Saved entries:

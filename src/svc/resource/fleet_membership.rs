//! # Fleet membership association resource
//!
//! This module provide the fleet membership reconciler, the fleet identifier
//! is part of the synthesized identifier: `farm-fleet-principal-store`.
//!
//! Other deadline providers key this association on `farm-principal-store`,
//! which collides when a principal joins two fleets of the same farm.
//! Identifiers stored in that three member format do not decompose here and
//! are rejected on import.

use std::sync::Arc;

use async_trait::async_trait;
use schemars::JsonSchema;
use serde::{Deserialize, Serialize};
use serde_json::Value;
use tracing::debug;

use crate::svc::{
    deadline::model::{
        AssociateMemberToFleetRequest, DisassociateMemberFromFleetRequest, MembershipLevel,
        PrincipalType,
    },
    engine::{self, Context, Error, Kind, Operation, Plan},
    identity::AssociationKey,
    translate,
};

pub const ARITY: usize = 4;

// -----------------------------------------------------------------------------
// Spec structure

#[derive(JsonSchema, Serialize, Deserialize, PartialEq, Eq, Clone, Debug)]
pub struct Spec {
    #[serde(rename = "farm_id")]
    pub farm_id: String,
    #[serde(rename = "fleet_id")]
    pub fleet_id: String,
    #[serde(rename = "principal_id")]
    pub principal_id: String,
    #[serde(rename = "identity_store_id")]
    pub identity_store_id: String,
    #[serde(rename = "principal_type")]
    pub principal_type: String,
    #[serde(rename = "membership_level")]
    pub membership_level: String,
}

impl Spec {
    pub fn key(&self) -> AssociationKey {
        AssociationKey::new([
            self.farm_id.as_str(),
            self.fleet_id.as_str(),
            self.principal_id.as_str(),
            self.identity_store_id.as_str(),
        ])
    }

    fn request(&self) -> Result<AssociateMemberToFleetRequest, translate::Error> {
        Ok(AssociateMemberToFleetRequest {
            farm_id: self.farm_id.to_owned(),
            fleet_id: self.fleet_id.to_owned(),
            principal_id: self.principal_id.to_owned(),
            identity_store_id: self.identity_store_id.to_owned(),
            principal_type: translate::membership::principal_type(&self.principal_type)?,
            membership_level: translate::membership::membership_level(&self.membership_level)?,
        })
    }
}

// -----------------------------------------------------------------------------
// Observed structure

#[derive(Serialize, Deserialize, PartialEq, Eq, Clone, Debug)]
pub struct Observed {
    #[serde(rename = "id")]
    pub id: String,
    #[serde(rename = "farm_id")]
    pub farm_id: String,
    #[serde(rename = "fleet_id")]
    pub fleet_id: String,
    #[serde(rename = "principal_id")]
    pub principal_id: String,
    #[serde(rename = "identity_store_id")]
    pub identity_store_id: String,
    #[serde(rename = "principal_type", default, skip_serializing_if = "Option::is_none")]
    pub principal_type: Option<PrincipalType>,
    #[serde(rename = "membership_level", default, skip_serializing_if = "Option::is_none")]
    pub membership_level: Option<MembershipLevel>,
}

// -----------------------------------------------------------------------------
// Reconciler structure

#[derive(Clone, Default, Debug)]
pub struct Reconciler {}

#[async_trait]
impl engine::Reconciler for Reconciler {
    type Declared = Spec;
    type Observed = Observed;

    const KIND: Kind = Kind::FleetMembershipAssociation;
    const ASSOCIATION: bool = true;

    fn id(observed: &Observed) -> String {
        observed.id.to_owned()
    }

    fn key(declared: &Spec) -> Option<AssociationKey> {
        Some(declared.key())
    }

    fn preview(declared: &Spec) -> Result<Value, Error> {
        let request = declared
            .request()
            .map_err(|err| Error::configuration(Operation::Create, Self::KIND, err))?;

        serde_json::to_value(request).map_err(|err| Error::diff(Self::KIND, err))
    }

    /// members are compared one by one, type and level only when known
    fn plan(declared: &Spec, observed: &Observed) -> Result<Plan, Error> {
        let mut fields: Vec<String> = [
            ("farm_id", declared.farm_id == observed.farm_id),
            ("fleet_id", declared.fleet_id == observed.fleet_id),
            ("identity_store_id", declared.identity_store_id == observed.identity_store_id),
            (
                "membership_level",
                observed
                    .membership_level
                    .map_or(true, |level| declared.membership_level == level.to_string()),
            ),
            ("principal_id", declared.principal_id == observed.principal_id),
            (
                "principal_type",
                observed
                    .principal_type
                    .map_or(true, |kind| declared.principal_type == kind.to_string()),
            ),
        ]
        .iter()
        .filter(|(_, same)| !same)
        .map(|(field, _)| field.to_string())
        .collect();

        if fields.is_empty() {
            return Ok(Plan::NoOp);
        }

        fields.sort();
        Ok(Plan::Replace { fields })
    }

    async fn create(ctx: Arc<Context>, declared: &Spec) -> Result<Observed, Error> {
        let id = declared
            .key()
            .synthesize()
            .map_err(|err| Error::configuration(Operation::Create, Self::KIND, err))?;

        let request = declared
            .request()
            .map_err(|err| Error::configuration(Operation::Create, Self::KIND, err))?;

        debug!(kind = %Self::KIND, id = &id, level = %request.membership_level, "Associate member to fleet");
        ctx.client
            .associate_member_to_fleet(&request)
            .await
            .map_err(|err| Error::remote(Operation::Create, Self::KIND, &id, err))?;

        Ok(Observed {
            id,
            farm_id: request.farm_id,
            fleet_id: request.fleet_id,
            principal_id: request.principal_id,
            identity_store_id: request.identity_store_id,
            principal_type: Some(request.principal_type),
            membership_level: Some(request.membership_level),
        })
    }

    async fn read(_ctx: Arc<Context>, observed: &Observed) -> Result<Observed, Error> {
        Ok(observed.to_owned())
    }

    async fn update(_ctx: Arc<Context>, _declared: &Spec, observed: &Observed) -> Result<Observed, Error> {
        Err(Error::replacement(
            Self::KIND,
            &observed.id,
            "fleet membership cannot be modified in place",
        ))
    }

    async fn delete(ctx: Arc<Context>, observed: &Observed) -> Result<(), Error> {
        let request = DisassociateMemberFromFleetRequest {
            farm_id: observed.farm_id.to_owned(),
            fleet_id: observed.fleet_id.to_owned(),
            principal_id: observed.principal_id.to_owned(),
            identity_store_id: observed.identity_store_id.to_owned(),
        };

        debug!(kind = %Self::KIND, id = &observed.id, "Disassociate member from fleet");
        ctx.client
            .disassociate_member_from_fleet(&request)
            .await
            .map_err(|err| Error::remote(Operation::Delete, Self::KIND, &observed.id, err))
    }

    async fn import(_ctx: Arc<Context>, id: &str) -> Result<Observed, Error> {
        let key = AssociationKey::decompose(id, ARITY)
            .map_err(|err| Error::configuration(Operation::Import, Self::KIND, err))?;

        match key.members() {
            [farm_id, fleet_id, principal_id, identity_store_id] => Ok(Observed {
                id: id.to_string(),
                farm_id: farm_id.to_owned(),
                fleet_id: fleet_id.to_owned(),
                principal_id: principal_id.to_owned(),
                identity_store_id: identity_store_id.to_owned(),
                principal_type: None,
                membership_level: None,
            }),
            members => Err(Error::configuration(
                Operation::Import,
                Self::KIND,
                format!("expected {} members, found {}", ARITY, members.len()),
            )),
        }
    }
}
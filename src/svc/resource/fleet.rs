//! # Fleet resource
//!
//! This module provide the fleet reconciler. The capacity configuration is
//! translated into the api configuration union before every mutating call,
//! and plans compare the translated configuration with the remote one.

use std::sync::Arc;

use async_trait::async_trait;
use schemars::JsonSchema;
use serde::{Deserialize, Serialize};
use serde_json::Value;
use tracing::debug;

use crate::svc::{
    deadline::model::{
        CreateFleetRequest, DeleteFleetRequest, Fleet, FleetConfiguration as ApiFleetConfiguration,
        UpdateFleetRequest,
    },
    engine::{self, prune, Context, Error, Kind, Operation},
    resource::split_import_id,
    translate::{
        self,
        fleet::{ConfigurationBlock, FleetConfiguration},
    },
};

// -----------------------------------------------------------------------------
// Spec structure

#[derive(JsonSchema, Serialize, Deserialize, PartialEq, Eq, Clone, Debug)]
pub struct Spec {
    #[serde(rename = "farm_id")]
    pub farm_id: String,
    #[serde(rename = "display_name")]
    pub display_name: String,
    #[serde(rename = "description", default, skip_serializing_if = "Option::is_none")]
    pub description: Option<String>,
    #[serde(rename = "role_arn")]
    pub role_arn: String,
    #[serde(rename = "min_worker_count", default)]
    pub min_worker_count: i32,
    #[serde(rename = "max_worker_count")]
    pub max_worker_count: i32,
    #[schemars(with = "Option<ConfigurationBlock>")]
    #[serde(rename = "configuration", default, skip_serializing_if = "Option::is_none")]
    pub configuration: Option<FleetConfiguration>,
}

impl Spec {
    fn request(&self) -> Result<CreateFleetRequest, translate::Error> {
        Ok(CreateFleetRequest {
            farm_id: self.farm_id.to_owned(),
            display_name: self.display_name.to_owned(),
            description: self.description.to_owned(),
            role_arn: self.role_arn.to_owned(),
            min_worker_count: self.min_worker_count,
            max_worker_count: self.max_worker_count,
            configuration: translate::fleet::translate(self.configuration.as_ref())?,
        })
    }
}

// -----------------------------------------------------------------------------
// Observed structure

#[derive(Serialize, Deserialize, PartialEq, Eq, Clone, Debug)]
pub struct Observed {
    #[serde(rename = "id")]
    pub id: String,
    #[serde(rename = "farm_id")]
    pub farm_id: String,
    #[serde(rename = "display_name")]
    pub display_name: String,
    #[serde(rename = "description", default, skip_serializing_if = "Option::is_none")]
    pub description: Option<String>,
    #[serde(rename = "role_arn")]
    pub role_arn: String,
    #[serde(rename = "min_worker_count")]
    pub min_worker_count: i32,
    #[serde(rename = "max_worker_count")]
    pub max_worker_count: i32,
    #[serde(rename = "configuration")]
    pub configuration: ApiFleetConfiguration,
    #[serde(rename = "status", default, skip_serializing_if = "Option::is_none")]
    pub status: Option<String>,
}

impl From<Fleet> for Observed {
    fn from(fleet: Fleet) -> Self {
        Self {
            id: fleet.fleet_id,
            farm_id: fleet.farm_id,
            display_name: fleet.display_name,
            description: fleet.description,
            role_arn: fleet.role_arn,
            min_worker_count: fleet.min_worker_count,
            max_worker_count: fleet.max_worker_count,
            configuration: fleet.configuration,
            status: fleet.status,
        }
    }
}

// -----------------------------------------------------------------------------
// Reconciler structure

#[derive(Clone, Default, Debug)]
pub struct Reconciler {}

#[async_trait]
impl engine::Reconciler for Reconciler {
    type Declared = Spec;
    type Observed = Observed;

    const KIND: Kind = Kind::Fleet;

    fn id(observed: &Observed) -> String {
        observed.id.to_owned()
    }

    fn immutable() -> &'static [&'static str] {
        &["farm_id"]
    }

    fn desired(declared: &Spec) -> Result<Value, Error> {
        let mut desired = serde_json::to_value(declared)
            .map(prune)
            .map_err(|err| Error::diff(Self::KIND, err))?;

        if let Some(configuration) = &declared.configuration {
            let configuration = translate::fleet::translate(Some(configuration))
                .map_err(|err| Error::configuration(Operation::Update, Self::KIND, err))?;

            desired["configuration"] =
                serde_json::to_value(configuration).map_err(|err| Error::diff(Self::KIND, err))?;
        }

        Ok(desired)
    }

    fn preview(declared: &Spec) -> Result<Value, Error> {
        let request = declared
            .request()
            .map_err(|err| Error::configuration(Operation::Create, Self::KIND, err))?;

        serde_json::to_value(request).map_err(|err| Error::diff(Self::KIND, err))
    }

    async fn create(ctx: Arc<Context>, declared: &Spec) -> Result<Observed, Error> {
        let request = declared
            .request()
            .map_err(|err| Error::configuration(Operation::Create, Self::KIND, err))?;

        debug!(kind = %Self::KIND, farm = &declared.farm_id, display_name = &declared.display_name, "Create fleet");
        let response = ctx
            .client
            .create_fleet(&request)
            .await
            .map_err(|err| Error::remote(Operation::Create, Self::KIND, "", err))?;

        if response.fleet_id.is_empty() {
            return Err(Error::empty_identifier(Self::KIND));
        }

        Ok(Observed {
            id: response.fleet_id,
            farm_id: request.farm_id,
            display_name: request.display_name,
            description: request.description,
            role_arn: request.role_arn,
            min_worker_count: request.min_worker_count,
            max_worker_count: request.max_worker_count,
            configuration: request.configuration,
            status: None,
        })
    }

    async fn read(ctx: Arc<Context>, observed: &Observed) -> Result<Observed, Error> {
        ctx.client
            .get_fleet(&observed.farm_id, &observed.id)
            .await
            .map(Observed::from)
            .map_err(|err| Error::remote(Operation::Read, Self::KIND, &observed.id, err))
    }

    async fn update(ctx: Arc<Context>, declared: &Spec, observed: &Observed) -> Result<Observed, Error> {
        if declared.farm_id != observed.farm_id {
            return Err(Error::replacement(
                Self::KIND,
                &observed.id,
                "fleet cannot be moved to another farm",
            ));
        }

        let configuration = match &declared.configuration {
            Some(configuration) => Some(
                translate::fleet::translate(Some(configuration))
                    .map_err(|err| Error::configuration(Operation::Update, Self::KIND, err))?,
            ),
            None => None,
        };

        let request = UpdateFleetRequest {
            farm_id: observed.farm_id.to_owned(),
            fleet_id: observed.id.to_owned(),
            display_name: Some(declared.display_name.to_owned()),
            description: declared.description.to_owned(),
            role_arn: Some(declared.role_arn.to_owned()),
            min_worker_count: Some(declared.min_worker_count),
            max_worker_count: Some(declared.max_worker_count),
            configuration: configuration.to_owned(),
        };

        ctx.client
            .update_fleet(&request)
            .await
            .map_err(|err| Error::remote(Operation::Update, Self::KIND, &observed.id, err))?;

        Ok(Observed {
            id: observed.id.to_owned(),
            farm_id: observed.farm_id.to_owned(),
            display_name: declared.display_name.to_owned(),
            description: declared
                .description
                .to_owned()
                .or_else(|| observed.description.to_owned()),
            role_arn: declared.role_arn.to_owned(),
            min_worker_count: declared.min_worker_count,
            max_worker_count: declared.max_worker_count,
            configuration: configuration.unwrap_or_else(|| observed.configuration.to_owned()),
            status: observed.status.to_owned(),
        })
    }

    async fn delete(ctx: Arc<Context>, observed: &Observed) -> Result<(), Error> {
        let request = DeleteFleetRequest {
            farm_id: observed.farm_id.to_owned(),
            fleet_id: observed.id.to_owned(),
        };

        ctx.client
            .delete_fleet(&request)
            .await
            .map_err(|err| Error::remote(Operation::Delete, Self::KIND, &observed.id, err))
    }

    /// the identifier is `<farm_id>/<fleet_id>`
    async fn import(ctx: Arc<Context>, id: &str) -> Result<Observed, Error> {
        let members = split_import_id(id, 2).ok_or_else(|| {
            Error::configuration(
                Operation::Import,
                Self::KIND,
                format!("identifier '{}' must be formatted as '<farm_id>/<fleet_id>'", id),
            )
        })?;

        ctx.client
            .get_fleet(&members[0], &members[1])
            .await
            .map(Observed::from)
            .map_err(|err| Error::remote(Operation::Import, Self::KIND, id, err))
    }
}
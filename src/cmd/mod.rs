//! # Command module
//!
//! This module provide command line interface structures and helpers
use std::{path::PathBuf, sync::Arc};

use async_trait::async_trait;
use clap::{ArgAction, Parser, Subcommand};

use crate::svc::cfg::Configuration;

pub mod declaration;
pub mod schema;

// -----------------------------------------------------------------------------
// Executor trait

#[async_trait]
pub trait Executor {
    type Error;

    async fn execute(&self, config: Arc<Configuration>) -> Result<(), Self::Error>;
}

// -----------------------------------------------------------------------------
// Error enum

#[derive(thiserror::Error, Debug)]
pub enum Error {
    #[error("failed to execute command '{0}', {1}")]
    Execution(String, Arc<Error>),
    #[error("failed to execute command, {0}")]
    Schema(schema::Error),
    #[error("failed to execute command, {0}")]
    Declaration(declaration::Error),
}

// -----------------------------------------------------------------------------
// Command enum

#[derive(Subcommand, Clone, Debug)]
pub enum Command {
    /// Interact with the schema of resource declarations
    #[clap(name = "schema", aliases = &["s"], subcommand)]
    Schema(schema::Schema),
    /// Validate and translate resource declarations without any remote call
    #[clap(name = "declaration", aliases = &["d"], subcommand)]
    Declaration(declaration::Declaration),
}

#[async_trait]
impl Executor for Command {
    type Error = Error;

    #[cfg_attr(feature = "trace", tracing::instrument(skip(config)))]
    async fn execute(&self, config: Arc<Configuration>) -> Result<(), Self::Error> {
        match self {
            Self::Schema(schema) => schema
                .execute(config)
                .await
                .map_err(Error::Schema)
                .map_err(|err| Error::Execution("schema".into(), Arc::new(err))),
            Self::Declaration(declaration) => declaration
                .execute(config)
                .await
                .map_err(Error::Declaration)
                .map_err(|err| Error::Execution("declaration".into(), Arc::new(err))),
        }
    }
}

// -----------------------------------------------------------------------------
// Args struct

#[derive(Parser, Clone, Debug)]
#[clap(author, version, about = env!("CARGO_PKG_DESCRIPTION"))]
pub struct Args {
    /// Increase log verbosity
    #[clap(short = 'v', global = true, action = ArgAction::Count)]
    pub verbosity: u8,
    /// Specify location of configuration
    #[clap(short = 'c', long = "config", global = true)]
    pub config: Option<PathBuf>,
    /// Check if configuration is healthy
    #[clap(short = 't', long = "check", global = true)]
    pub check: bool,
    #[clap(subcommand)]
    pub command: Option<Command>,
}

Work instructions: Extract every line containing the string "bool" from the data above.

Answer to the exercise:
    const ASSOCIATION: bool = true;
    pub check: bool,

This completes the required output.